“This work makes a significant contribution to the field of reproductive technology studies given its in-depth ethnographic research …a work of ethnographic and analytical excellence.” · Reviews in Anthropology
“This book is thorough..a comprehensive account of the complicated and at time ambivalent voices of women involved in donating and receiving ova. It will be useful for advanced undergraduate and graduate-level classes.” · Medical Anthropology Quarterly
“…an important contribution for anthropologists and those in [many] other disciplines…Konrad has managed to critically explicate the complex and intimate relationship that binds anonymous donor with anonymous recipient.” · American Anthropologist
“The comparative use of Melanesian ethnography and anthropological theorizing creates a challenging analytical undertaking in this [thought-provoking] study.
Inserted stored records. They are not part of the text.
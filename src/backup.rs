use anyhow::{anyhow, Context};
use serde_json::json;
use sha2::{Digest, Sha256};
use std::fs::File;
use std::io::{Read, Write};
use std::path::Path;
use std::time::{SystemTime, UNIX_EPOCH};
use zip::write::FileOptions;
use zip::{CompressionMethod, ZipArchive, ZipWriter};

const MANIFEST_ENTRY: &str = "manifest.json";
const DB_ENTRY: &str = "db/custody.sqlite3";
const META_WORKSPACE_ENTRY: &str = "meta/workspace.json";
pub const BUNDLE_FORMAT_V1: &str = "custody-workspace-v1";

#[derive(Debug, Clone)]
pub struct ExportSummary {
    pub bundle_format: String,
    pub entry_count: usize,
    pub db_sha256: String,
}

#[derive(Debug, Clone)]
pub struct ImportSummary {
    pub bundle_format_detected: String,
}

fn file_sha256(path: &Path) -> anyhow::Result<String> {
    let mut f = File::open(path)
        .with_context(|| format!("failed to open {}", path.to_string_lossy()))?;
    let mut hasher = Sha256::new();
    let mut buf = [0u8; 64 * 1024];
    loop {
        let n = f.read(&mut buf).context("failed to read for digest")?;
        if n == 0 {
            break;
        }
        hasher.update(&buf[..n]);
    }
    Ok(format!("{:x}", hasher.finalize()))
}

pub fn export_workspace_bundle(
    workspace_path: &Path,
    out_path: &Path,
) -> anyhow::Result<ExportSummary> {
    let db_path = workspace_path.join("custody.sqlite3");
    if !db_path.is_file() {
        return Err(anyhow!(
            "workspace database not found: {}",
            db_path.to_string_lossy()
        ));
    }
    let db_sha256 = file_sha256(&db_path)?;

    if let Some(parent) = out_path.parent() {
        std::fs::create_dir_all(parent)
            .with_context(|| format!("failed to create directory {}", parent.to_string_lossy()))?;
    }

    let out_file = File::create(out_path).with_context(|| {
        format!(
            "failed to create output file {}",
            out_path.to_string_lossy()
        )
    })?;
    let mut zip = ZipWriter::new(out_file);
    let opts = FileOptions::default().compression_method(CompressionMethod::Deflated);

    let exported_at = SystemTime::now()
        .duration_since(UNIX_EPOCH)
        .unwrap_or_default()
        .as_secs();
    let manifest = json!({
        "format": BUNDLE_FORMAT_V1,
        "version": 1,
        "appVersion": env!("CARGO_PKG_VERSION"),
        "exportedAt": exported_at,
        "dbSha256": db_sha256,
    });
    zip.start_file(MANIFEST_ENTRY, opts)
        .context("failed to start manifest entry")?;
    zip.write_all(
        serde_json::to_string_pretty(&manifest)
            .context("failed to serialize manifest")?
            .as_bytes(),
    )
    .context("failed to write manifest entry")?;

    zip.start_file(DB_ENTRY, opts)
        .context("failed to start database entry")?;
    let mut db_file = File::open(&db_path)
        .with_context(|| format!("failed to open database {}", db_path.to_string_lossy()))?;
    std::io::copy(&mut db_file, &mut zip).context("failed to write database entry")?;

    let workspace_meta = json!({
        "sourceWorkspace": workspace_path.to_string_lossy(),
    });
    zip.start_file(META_WORKSPACE_ENTRY, opts)
        .context("failed to start workspace metadata entry")?;
    zip.write_all(
        serde_json::to_string_pretty(&workspace_meta)
            .context("failed to serialize workspace metadata")?
            .as_bytes(),
    )
    .context("failed to write workspace metadata entry")?;

    zip.finish().context("failed to finalize zip bundle")?;

    Ok(ExportSummary {
        bundle_format: BUNDLE_FORMAT_V1.to_string(),
        entry_count: 3,
        db_sha256,
    })
}

pub fn import_workspace_bundle(
    in_path: &Path,
    workspace_path: &Path,
) -> anyhow::Result<ImportSummary> {
    std::fs::create_dir_all(workspace_path).with_context(|| {
        format!(
            "failed to create workspace {}",
            workspace_path.to_string_lossy()
        )
    })?;
    let dst = workspace_path.join("custody.sqlite3");

    let in_file = File::open(in_path)
        .with_context(|| format!("failed to open bundle {}", in_path.to_string_lossy()))?;
    let mut archive = ZipArchive::new(in_file).context("invalid zip archive")?;

    let mut manifest_text = String::new();
    archive
        .by_name(MANIFEST_ENTRY)
        .context("bundle missing manifest.json")?
        .read_to_string(&mut manifest_text)
        .context("failed to read manifest.json")?;
    let manifest: serde_json::Value =
        serde_json::from_str(&manifest_text).context("manifest.json is invalid JSON")?;
    let format = manifest
        .get("format")
        .and_then(|v| v.as_str())
        .unwrap_or("");
    if format != BUNDLE_FORMAT_V1 {
        return Err(anyhow!("unsupported bundle format: {}", format));
    }
    let expected_sha = manifest
        .get("dbSha256")
        .and_then(|v| v.as_str())
        .map(|s| s.to_string());

    let tmp_dst = workspace_path.join("custody.sqlite3.importing");
    if tmp_dst.exists() {
        let _ = std::fs::remove_file(&tmp_dst);
    }

    let mut db_out = File::create(&tmp_dst).with_context(|| {
        format!(
            "failed to create temp database {}",
            tmp_dst.to_string_lossy()
        )
    })?;
    {
        let mut db_entry = archive
            .by_name(DB_ENTRY)
            .context("bundle missing db/custody.sqlite3")?;
        std::io::copy(&mut db_entry, &mut db_out).context("failed to extract database entry")?;
    }
    db_out
        .flush()
        .context("failed to flush extracted database")?;
    drop(db_out);

    // Verify before touching the live database; a truncated download must
    // not replace a good workspace.
    if let Some(expected) = expected_sha {
        let actual = file_sha256(&tmp_dst)?;
        if actual != expected {
            let _ = std::fs::remove_file(&tmp_dst);
            return Err(anyhow!(
                "bundle digest mismatch: manifest {} extracted {}",
                expected,
                actual
            ));
        }
    }

    if dst.exists() {
        std::fs::remove_file(&dst).with_context(|| {
            format!(
                "failed to remove existing database {}",
                dst.to_string_lossy()
            )
        })?;
    }
    std::fs::rename(&tmp_dst, &dst).with_context(|| {
        format!(
            "failed to move extracted database to {}",
            dst.to_string_lossy()
        )
    })?;

    Ok(ImportSummary {
        bundle_format_detected: BUNDLE_FORMAT_V1.to_string(),
    })
}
This comparison draws on a well of different sources, starting with Malinowski and Mauss and ending up with Strathern.” · Anthropological Quarterly
“Konrad has produced an exceptionally interesting and totallyoriginal book ... a major contribution to social theory.” · Marilyn Strathern, Cambridge University
Description
Based on the author's fieldwork at assisted conception clinics in England in the mid-1990s, this is the first ethnographic study of the new procreative practices of anonymous ova and embryo donation. Giving voice to both groups of women participating in the demanding donation experience – the donors on the one side and the ever-hopeful IVF recipients on the other – Konrad shows how one dimension of the new reproductive technologies involves an unfamiliar relatedness between nameless and untraceable procreative strangers. Offsetting informants’ local narratives against traditional Western folk models of the ‘sexed’ reproductive body, the book challenges some of the basic assumptions underlying conventional biomedical discourse of altruistic donation that clinicians and others promote as “gifts of life.” It brings together a wide variety of literatures from social anthropology, social theory, cultural studies of science and technology, and feminist bioethics to discuss the relationship between recent developments in biotechnology and changing conceptions of personal origins, genealogy, kinship, biological ownership and notions of bodily integrity.
Monica Konrad is a Bye-Fellow of Girton College and Director of the PLACEB-O Research Orbital at the Department of Social Anthropology, University of Cambridge.